When he appeared on defense in the second half of Missouri’s season finale last season and recorded three tackles and an interception, Shawn Robinson felt like the kind of feel-good story that doesn’t last. After all, for as impactful as Robinson, who began last season as Missouri’s starting quarterback, had been in the secondary, he had only played because a rash of injuries and COVID-19 cases had depleted the Tiger roster below 50 scholarship players.

Yet in Missouri’s next game, Robinson showed that he has a clear role on the defense. Saturday, Robinson replaced Kris Abrams-Draine at the nickelback position in the Tiger secondary when new defensive coordinator Steve Wilks wanted some more size on the field. He wound up playing 26 snaps and recorded five tackles, including his first career sack. The sack came when Wilks dialed up a blitz and Robinson knifed through the line of scrimmage untouched, smothering Central Michigan quarterback Jacob Sirmon.

After the game, the always effervescent Robinson glowed as he tried to describe the feeling of tackling an opposing quarterback, rather than being the quarterback getting tackled behind the line of scrimmage.

“It’s a wonderful feeling,” he said. “I was telling coach Drink, like, oh my gosh. I want that again. That’s a great feeling.”

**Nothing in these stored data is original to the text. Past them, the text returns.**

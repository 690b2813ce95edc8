// Copyright 2026 the Presto Authors
// SPDX-License-Identifier: Apache-2.0 OR MIT

//! The drawing surface contract consumed by
//! [`RegionalRenderingContext`](crate::region::RegionalRenderingContext).
//!
//! A [`DeviceContext`] is the immediate-mode 2D drawing API owned by the
//! presentation host. The core only needs a current transform, a stack of
//! axis-aligned clips and a handful of primitives; resource types (brushes,
//! geometries, bitmaps, text layouts, images) stay opaque associated types so
//! backends can plug in their native handles.
//!
//! All coordinates are in points, interpreted through the current transform.

use kurbo::{Affine, Ellipse, Line, Point, Rect, RoundedRect};

/// How the edges of an axis-aligned clip are rasterized.
#[derive(Clone, Copy, Debug, Default, PartialEq, Eq, Hash)]
pub enum AntialiasMode {
    /// Edges are antialiased per primitive.
    #[default]
    PerPrimitive,
    /// Edges snap to whole pixels without blending.
    Aliased,
}

/// An immediate-mode 2D drawing target.
pub trait DeviceContext {
    /// Paint source for fills and strokes.
    type Brush: ?Sized;
    /// Arbitrary path geometry.
    type Geometry: ?Sized;
    /// Device bitmap.
    type Bitmap: ?Sized;
    /// Shaped text produced by the text service.
    type TextLayout: ?Sized;
    /// Composited image (effect output, command list, ...).
    type Image: ?Sized;

    /// Returns the current point-space transform.
    fn transform(&self) -> Affine;

    /// Replaces the current transform.
    fn set_transform(&mut self, transform: Affine);

    /// Pushes an axis-aligned clip, interpreted through the current transform.
    fn push_axis_aligned_clip(&mut self, rect: Rect, antialias: AntialiasMode);

    /// Pops the most recently pushed axis-aligned clip.
    fn pop_axis_aligned_clip(&mut self);

    /// Fills `rect`.
    fn fill_rect(&mut self, rect: Rect, brush: &Self::Brush);

    /// Strokes the outline of `rect`.
    fn stroke_rect(&mut self, rect: Rect, brush: &Self::Brush, width: f64);

    /// Fills a rounded rectangle.
    fn fill_rounded_rect(&mut self, rect: RoundedRect, brush: &Self::Brush);

    /// Strokes the outline of a rounded rectangle.
    fn stroke_rounded_rect(&mut self, rect: RoundedRect, brush: &Self::Brush, width: f64);

    /// Fills an ellipse.
    fn fill_ellipse(&mut self, ellipse: Ellipse, brush: &Self::Brush);

    /// Strokes the outline of an ellipse.
    fn stroke_ellipse(&mut self, ellipse: Ellipse, brush: &Self::Brush, width: f64);

    /// Draws a line segment.
    fn draw_line(&mut self, line: Line, brush: &Self::Brush, width: f64);

    /// Fills a geometry.
    fn fill_geometry(&mut self, geometry: &Self::Geometry, brush: &Self::Brush);

    /// Strokes a geometry.
    fn stroke_geometry(&mut self, geometry: &Self::Geometry, brush: &Self::Brush, width: f64);

    /// Draws `bitmap` (or its `source` sub-rectangle) into `dest`.
    fn draw_bitmap(
        &mut self,
        bitmap: &Self::Bitmap,
        dest: Rect,
        opacity: f32,
        source: Option<Rect>,
    );

    /// Draws shaped text with its layout box anchored at `origin`.
    fn draw_text_layout(&mut self, origin: Point, layout: &Self::TextLayout, brush: &Self::Brush);

    /// Draws an image with its top-left corner at `origin`.
    fn draw_image(&mut self, image: &Self::Image, origin: Point);
}
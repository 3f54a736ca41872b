//! Normalized order payloads, as handed to the sync engine.
//!
//! Webhook deliveries and bulk-import pages arrive in the store's wire format; the server
//! converts them into these structures before anything touches the ledger. The engine itself
//! never parses upstream JSON.

use chrono::{DateTime, Utc};
use obr_common::Cents;
use serde::{Deserialize, Serialize};

use crate::db_types::{FinancialStatus, FulfillmentStatus, Order, OrderId};

#[derive(Debug, Clone, Serialize, Deserialize)]
pub struct NewOrderPayload {
    pub order_id: OrderId,
    pub order_number: String,
    pub email: Option<String>,
    pub note: Option<String>,
    pub created_at: DateTime<Utc>,
    pub financial_status: FinancialStatus,
    pub fulfillment_status: FulfillmentStatus,
    pub customer: Option<CustomerPayload>,
    pub billing_address: Option<AddressPayload>,
    pub shipping_address: Option<AddressPayload>,
    pub line_items: Vec<LineItemPayload>,
    pub shipping_lines: Vec<ShippingLinePayload>,
}

#[derive(Debug, Clone, Default, Serialize, Deserialize)]
pub struct CustomerPayload {
    pub shopify_customer_id: Option<String>,
    pub email: Option<String>,
    pub first_name: Option<String>,
    pub last_name: Option<String>,
    pub phone: Option<String>,
}

impl CustomerPayload {
    /// "First Last", falling back to whichever half is present, or the email as a last resort.
    pub fn display_name(&self) -> Option<String> {
        let name = [self.first_name.as_deref(), self.last_name.as_deref()]
            .into_iter()
            .flatten()
            .filter(|s| !s.trim().is_empty())
            .collect::<Vec<_>>()
            .join(" ");
        if !name.is_empty() {
            return Some(name);
        }
        self.email.clone().filter(|e| !e.trim().is_empty())
    }
}

#[derive(Debug, Clone, Default, PartialEq, Eq, Serialize, Deserialize)]
pub struct AddressPayload {
    pub name: Option<String>,
    pub street: Option<String>,
    pub street2: Option<String>,
    pub city: Option<String>,
    pub zip: Option<String>,
    pub phone: Option<String>,
    pub country_code: Option<String>,
    pub province_code: Option<String>,
}

impl AddressPayload {
    /// Two addresses are "the same place" when street, city and zip all match. Name or phone
    /// differences alone do not warrant a second address record.
    pub fn same_location(&self, other: &AddressPayload) -> bool {
        let norm = |s: &Option<String>| s.as_deref().unwrap_or("").trim().to_lowercase();
        norm(&self.street) == norm(&other.street) && norm(&self.city) == norm(&other.city) && norm(&self.zip) == norm(&other.zip)
    }
}

#[derive(Debug, Clone, Serialize, Deserialize)]
pub struct LineItemPayload {
    pub shopify_line_item_id: String,
    pub sku: Option<String>,
    pub name: String,
    pub quantity: i64,
    pub unit_price: Cents,
}

#[derive(Debug, Clone, Serialize, Deserialize)]
pub struct ShippingLinePayload {
    pub title: String,
    pub price: Cents,
}

/// What the upsert engine did with a payload.
#[derive(Debug, Clone, Copy, PartialEq, Eq)]
pub enum UpsertOutcome {
    /// No ledger order with this id existed; a full order was created.
    Created,
    /// An order already existed. `changed` is true when at least one status column was updated.
    Reconciled { changed: bool },
}

/// Result of a cancellation request.
#[derive(Debug, Clone)]
pub enum CancelOutcome {
    Cancelled(Order),
    /// Cancelling an order we never imported is a no-op, not an error.
    NotFound,
}

#[cfg(test)]
mod test {
    use super::*;

    #[test]
    fn display_name_prefers_names_over_email() {
        let c = CustomerPayload {
            first_name: Some("Jane".into()),
            last_name: Some("Doe".into()),
            email: Some("jane@example.com".into()),
            ..Default::default()
        };
        assert_eq!(c.display_name().unwrap(), "Jane Doe");
        let c = CustomerPayload { email: Some("jane@example.com".into()), ..Default::default() };
        assert_eq!(c.display_name().unwrap(), "jane@example.com");
        let c = CustomerPayload::default();
        assert!(c.display_name().is_none());
    }

    #[test]
    fn same_location_ignores_name_and_case() {
        let a = AddressPayload {
            name: Some("Jane Doe".into()),
            street: Some("12 Main Street".into()),
            city: Some("Springfield".into()),
            zip: Some("62701".into()),
            ..Default::default()
        };
        let mut b = a.clone();
        b.name = Some("J. Doe".into());
        b.city = Some("SPRINGFIELD".into());
        assert!(a.same_location(&b));
        b.street = Some("98 Elm Avenue".into());
        assert!(!a.same_location(&b));
    }
}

Robinson said he’s still learning new tidbits about on playing defensive side of the ball. But he’s glad he made the switch to safety rather than transferring after being beat out by Bazelak last season. He said he’s having the most fun playing football since his high school days.

“I feel pretty comfortable,” Robinson said. “There’s still so many things I have yet to learn, and I’m still getting better at it, but I definitely feel more comfortable getting the spring under my belt.”

Mevis comes up clutch

Drinkwitz pointed to Missouri’s final play of the first half as a point when the momentum turned in the Tigers’ favor. After scoring a touchdown to tie the game on its previous possession, Missouri had run a successful two-minute drill and marched across midfield, giving kicker Harrison Mevis a chance to take the lead with a long field goal.

The kick, Mevis’ first field goal attempt of the season, would be 53 yards. Central Michigan coach Tim Skipper, filling in for Jim McElwain, who didn’t make the trip to Columbia after undergoing an appendectomy last week, used his final timeout in order to give Mevis more time to feel the pressure of the moment.

Turns out, the timeout had the opposite effect. Mevis made the kick with plenty of room to spare. He said after the game he took Skipper’s attempt to “ice” him as an insult.

“I knew I was going to make it,” Mevis said. “I was pretty confident. Especially when they iced me. That was kind of a dumb move.”

Mevis said he “didn’t even kick the 53 (yarder) that hard.” The sophomore picked right up where he left off at the end of an impressive true freshman season on Saturday. He made all four of his extra point attempts. He also converted another clutch field goal late in the second half. Had Mevis missed his 44-yard attempt with about a minute to play, Central Michigan would have gotten the ball back down seven points with one last chance to tie the game. Instead, Mevis coolly split the uprights.